[Items from a data source]
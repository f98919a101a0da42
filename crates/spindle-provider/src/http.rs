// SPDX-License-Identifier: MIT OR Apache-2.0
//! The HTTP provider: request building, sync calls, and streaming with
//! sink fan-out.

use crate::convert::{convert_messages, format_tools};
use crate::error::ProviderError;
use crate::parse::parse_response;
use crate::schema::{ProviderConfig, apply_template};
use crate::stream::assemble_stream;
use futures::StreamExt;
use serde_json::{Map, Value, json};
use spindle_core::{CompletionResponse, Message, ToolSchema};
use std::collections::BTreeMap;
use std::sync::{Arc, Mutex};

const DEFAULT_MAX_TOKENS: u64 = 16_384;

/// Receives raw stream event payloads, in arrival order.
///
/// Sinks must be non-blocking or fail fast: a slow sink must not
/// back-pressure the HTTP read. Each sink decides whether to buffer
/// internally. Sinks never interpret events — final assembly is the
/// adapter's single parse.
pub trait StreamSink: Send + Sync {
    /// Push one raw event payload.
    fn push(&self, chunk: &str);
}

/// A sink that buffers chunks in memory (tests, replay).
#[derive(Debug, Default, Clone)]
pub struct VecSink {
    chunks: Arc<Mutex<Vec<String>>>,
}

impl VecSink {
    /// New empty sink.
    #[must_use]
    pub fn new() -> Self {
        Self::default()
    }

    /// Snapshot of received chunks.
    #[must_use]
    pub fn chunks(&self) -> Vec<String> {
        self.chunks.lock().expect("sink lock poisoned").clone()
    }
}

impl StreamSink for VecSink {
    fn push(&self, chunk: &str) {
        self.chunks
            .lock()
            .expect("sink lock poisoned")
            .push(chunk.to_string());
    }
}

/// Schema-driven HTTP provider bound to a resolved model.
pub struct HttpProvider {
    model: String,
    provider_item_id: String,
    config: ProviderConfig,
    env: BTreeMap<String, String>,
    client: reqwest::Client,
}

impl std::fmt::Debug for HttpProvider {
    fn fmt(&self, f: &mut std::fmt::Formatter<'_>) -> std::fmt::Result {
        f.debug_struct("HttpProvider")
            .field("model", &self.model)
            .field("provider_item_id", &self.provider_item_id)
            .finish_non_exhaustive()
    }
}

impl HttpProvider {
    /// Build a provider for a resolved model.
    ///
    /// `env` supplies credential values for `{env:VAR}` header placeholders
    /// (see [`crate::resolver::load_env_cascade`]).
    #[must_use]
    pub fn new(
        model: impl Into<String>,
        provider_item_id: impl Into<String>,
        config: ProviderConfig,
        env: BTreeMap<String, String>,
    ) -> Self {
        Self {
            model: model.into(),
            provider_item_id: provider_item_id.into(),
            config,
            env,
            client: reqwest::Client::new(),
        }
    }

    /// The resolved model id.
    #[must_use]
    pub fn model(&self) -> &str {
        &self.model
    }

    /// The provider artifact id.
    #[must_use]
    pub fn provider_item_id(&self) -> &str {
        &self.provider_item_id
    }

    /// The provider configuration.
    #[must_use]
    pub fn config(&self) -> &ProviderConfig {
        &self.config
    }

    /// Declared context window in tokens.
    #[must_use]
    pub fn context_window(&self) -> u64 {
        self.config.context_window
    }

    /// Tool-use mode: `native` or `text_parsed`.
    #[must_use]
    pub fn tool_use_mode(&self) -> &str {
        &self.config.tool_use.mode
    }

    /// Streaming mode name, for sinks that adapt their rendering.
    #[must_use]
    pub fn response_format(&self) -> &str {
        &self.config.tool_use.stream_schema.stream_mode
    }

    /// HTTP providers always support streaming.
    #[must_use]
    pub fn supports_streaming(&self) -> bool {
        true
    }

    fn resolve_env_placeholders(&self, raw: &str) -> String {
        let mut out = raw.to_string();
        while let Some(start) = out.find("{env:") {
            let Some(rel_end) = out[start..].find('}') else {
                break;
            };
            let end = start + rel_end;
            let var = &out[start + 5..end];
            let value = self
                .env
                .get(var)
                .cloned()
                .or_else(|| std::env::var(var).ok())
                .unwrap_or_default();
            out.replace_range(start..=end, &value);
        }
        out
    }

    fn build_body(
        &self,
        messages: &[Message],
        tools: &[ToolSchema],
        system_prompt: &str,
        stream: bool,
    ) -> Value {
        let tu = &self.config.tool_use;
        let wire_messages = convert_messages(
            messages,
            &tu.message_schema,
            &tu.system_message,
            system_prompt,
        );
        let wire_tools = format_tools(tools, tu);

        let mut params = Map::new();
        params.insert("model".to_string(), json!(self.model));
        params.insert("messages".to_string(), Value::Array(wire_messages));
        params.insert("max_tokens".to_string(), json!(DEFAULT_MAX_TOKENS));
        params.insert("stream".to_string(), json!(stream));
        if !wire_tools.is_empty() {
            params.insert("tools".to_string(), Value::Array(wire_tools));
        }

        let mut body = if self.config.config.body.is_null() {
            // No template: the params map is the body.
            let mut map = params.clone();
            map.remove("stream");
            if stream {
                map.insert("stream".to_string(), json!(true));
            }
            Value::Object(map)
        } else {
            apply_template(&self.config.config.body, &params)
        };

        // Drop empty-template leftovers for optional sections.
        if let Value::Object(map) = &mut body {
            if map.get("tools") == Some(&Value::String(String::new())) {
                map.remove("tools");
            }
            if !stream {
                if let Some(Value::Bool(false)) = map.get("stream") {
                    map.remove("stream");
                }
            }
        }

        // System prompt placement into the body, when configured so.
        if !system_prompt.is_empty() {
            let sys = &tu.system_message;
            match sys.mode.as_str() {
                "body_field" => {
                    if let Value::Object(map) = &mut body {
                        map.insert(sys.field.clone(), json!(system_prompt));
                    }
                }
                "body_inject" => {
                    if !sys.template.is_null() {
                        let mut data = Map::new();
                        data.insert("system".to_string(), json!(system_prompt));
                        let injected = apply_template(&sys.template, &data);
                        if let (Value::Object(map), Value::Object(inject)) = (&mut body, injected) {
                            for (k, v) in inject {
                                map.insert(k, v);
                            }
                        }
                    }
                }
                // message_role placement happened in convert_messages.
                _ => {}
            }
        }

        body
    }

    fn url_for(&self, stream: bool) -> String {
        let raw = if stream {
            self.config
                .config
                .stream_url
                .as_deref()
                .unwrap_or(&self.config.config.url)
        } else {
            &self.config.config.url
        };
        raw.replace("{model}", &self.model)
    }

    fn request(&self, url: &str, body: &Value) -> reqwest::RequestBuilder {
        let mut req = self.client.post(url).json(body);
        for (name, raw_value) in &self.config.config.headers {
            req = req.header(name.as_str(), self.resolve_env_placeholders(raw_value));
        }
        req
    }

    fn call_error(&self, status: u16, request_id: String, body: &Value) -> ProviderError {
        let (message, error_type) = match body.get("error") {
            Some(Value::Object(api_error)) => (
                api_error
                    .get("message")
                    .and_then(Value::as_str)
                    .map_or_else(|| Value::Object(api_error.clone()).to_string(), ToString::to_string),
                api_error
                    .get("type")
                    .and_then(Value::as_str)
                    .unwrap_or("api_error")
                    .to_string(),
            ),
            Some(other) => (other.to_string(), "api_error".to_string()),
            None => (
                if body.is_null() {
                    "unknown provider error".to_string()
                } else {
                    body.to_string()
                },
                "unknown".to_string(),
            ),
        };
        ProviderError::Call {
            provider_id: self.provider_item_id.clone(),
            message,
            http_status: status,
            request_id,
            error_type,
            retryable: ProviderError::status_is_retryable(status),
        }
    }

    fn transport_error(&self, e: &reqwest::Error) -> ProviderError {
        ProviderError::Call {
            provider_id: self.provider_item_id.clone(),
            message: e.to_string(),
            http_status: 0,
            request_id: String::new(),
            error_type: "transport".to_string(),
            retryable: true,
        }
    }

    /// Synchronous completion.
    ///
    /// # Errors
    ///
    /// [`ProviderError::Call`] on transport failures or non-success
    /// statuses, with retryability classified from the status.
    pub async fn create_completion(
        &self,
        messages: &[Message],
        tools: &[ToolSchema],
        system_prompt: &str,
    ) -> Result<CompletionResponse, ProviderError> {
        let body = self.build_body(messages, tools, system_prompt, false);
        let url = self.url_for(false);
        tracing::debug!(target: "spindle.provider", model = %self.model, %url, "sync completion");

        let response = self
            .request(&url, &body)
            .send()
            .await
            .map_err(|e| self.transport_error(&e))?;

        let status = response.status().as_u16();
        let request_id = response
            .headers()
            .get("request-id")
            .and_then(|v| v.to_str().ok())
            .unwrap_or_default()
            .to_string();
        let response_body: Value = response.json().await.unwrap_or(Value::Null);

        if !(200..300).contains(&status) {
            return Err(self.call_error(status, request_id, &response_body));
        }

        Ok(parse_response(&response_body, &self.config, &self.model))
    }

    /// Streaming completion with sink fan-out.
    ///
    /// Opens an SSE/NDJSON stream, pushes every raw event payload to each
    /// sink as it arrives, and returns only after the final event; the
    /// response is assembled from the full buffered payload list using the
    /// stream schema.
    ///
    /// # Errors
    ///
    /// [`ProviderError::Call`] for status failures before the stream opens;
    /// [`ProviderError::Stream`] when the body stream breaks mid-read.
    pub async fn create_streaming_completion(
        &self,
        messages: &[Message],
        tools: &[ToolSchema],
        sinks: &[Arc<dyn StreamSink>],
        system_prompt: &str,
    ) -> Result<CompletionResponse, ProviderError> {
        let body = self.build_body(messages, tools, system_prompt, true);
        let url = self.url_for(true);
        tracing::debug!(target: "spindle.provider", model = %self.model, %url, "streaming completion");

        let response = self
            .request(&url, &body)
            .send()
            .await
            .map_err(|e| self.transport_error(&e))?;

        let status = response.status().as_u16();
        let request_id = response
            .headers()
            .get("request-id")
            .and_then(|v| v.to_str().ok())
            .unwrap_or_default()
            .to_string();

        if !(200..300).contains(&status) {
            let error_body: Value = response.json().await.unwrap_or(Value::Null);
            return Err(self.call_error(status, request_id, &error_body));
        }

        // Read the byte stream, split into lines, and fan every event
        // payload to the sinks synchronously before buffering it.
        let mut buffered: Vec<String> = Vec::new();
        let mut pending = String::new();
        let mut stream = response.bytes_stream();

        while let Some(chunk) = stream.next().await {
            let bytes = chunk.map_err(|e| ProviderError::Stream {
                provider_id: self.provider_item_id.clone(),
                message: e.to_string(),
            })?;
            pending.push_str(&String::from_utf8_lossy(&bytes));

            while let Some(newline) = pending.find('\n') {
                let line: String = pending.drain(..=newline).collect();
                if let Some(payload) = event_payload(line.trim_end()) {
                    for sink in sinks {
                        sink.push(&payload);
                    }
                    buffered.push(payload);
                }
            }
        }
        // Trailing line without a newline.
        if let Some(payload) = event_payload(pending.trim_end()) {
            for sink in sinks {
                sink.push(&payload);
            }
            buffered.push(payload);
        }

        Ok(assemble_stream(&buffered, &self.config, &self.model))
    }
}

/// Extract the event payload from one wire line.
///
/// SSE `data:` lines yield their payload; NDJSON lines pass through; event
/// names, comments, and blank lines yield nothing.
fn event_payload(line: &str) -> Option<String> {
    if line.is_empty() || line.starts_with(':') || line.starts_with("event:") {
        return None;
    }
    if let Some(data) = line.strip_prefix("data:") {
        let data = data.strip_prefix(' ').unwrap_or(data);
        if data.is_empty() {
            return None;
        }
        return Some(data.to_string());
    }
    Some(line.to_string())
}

TASK TO CARRY OUT
Take the lines from the start of the records through the line holding "const DEFAULT_MAX_TOKENS: u64 = 16_384;", both included, and please print them exactly, with nothing else.

ANSWER TO THE EXERCISE
repository f98919a101a0da42
filename crates/spindle-provider/src/http.rs
// SPDX-License-Identifier: MIT OR Apache-2.0
//! The HTTP provider: request building, sync calls, and streaming with
//! sink fan-out.

use crate::convert::{convert_messages, format_tools};
use crate::error::ProviderError;
use crate::parse::parse_response;
use crate::schema::{ProviderConfig, apply_template};
use crate::stream::assemble_stream;
use futures::StreamExt;
use serde_json::{Map, Value, json};
use spindle_core::{CompletionResponse, Message, ToolSchema};
use std::collections::BTreeMap;
use std::sync::{Arc, Mutex};

const DEFAULT_MAX_TOKENS: u64 = 16_384;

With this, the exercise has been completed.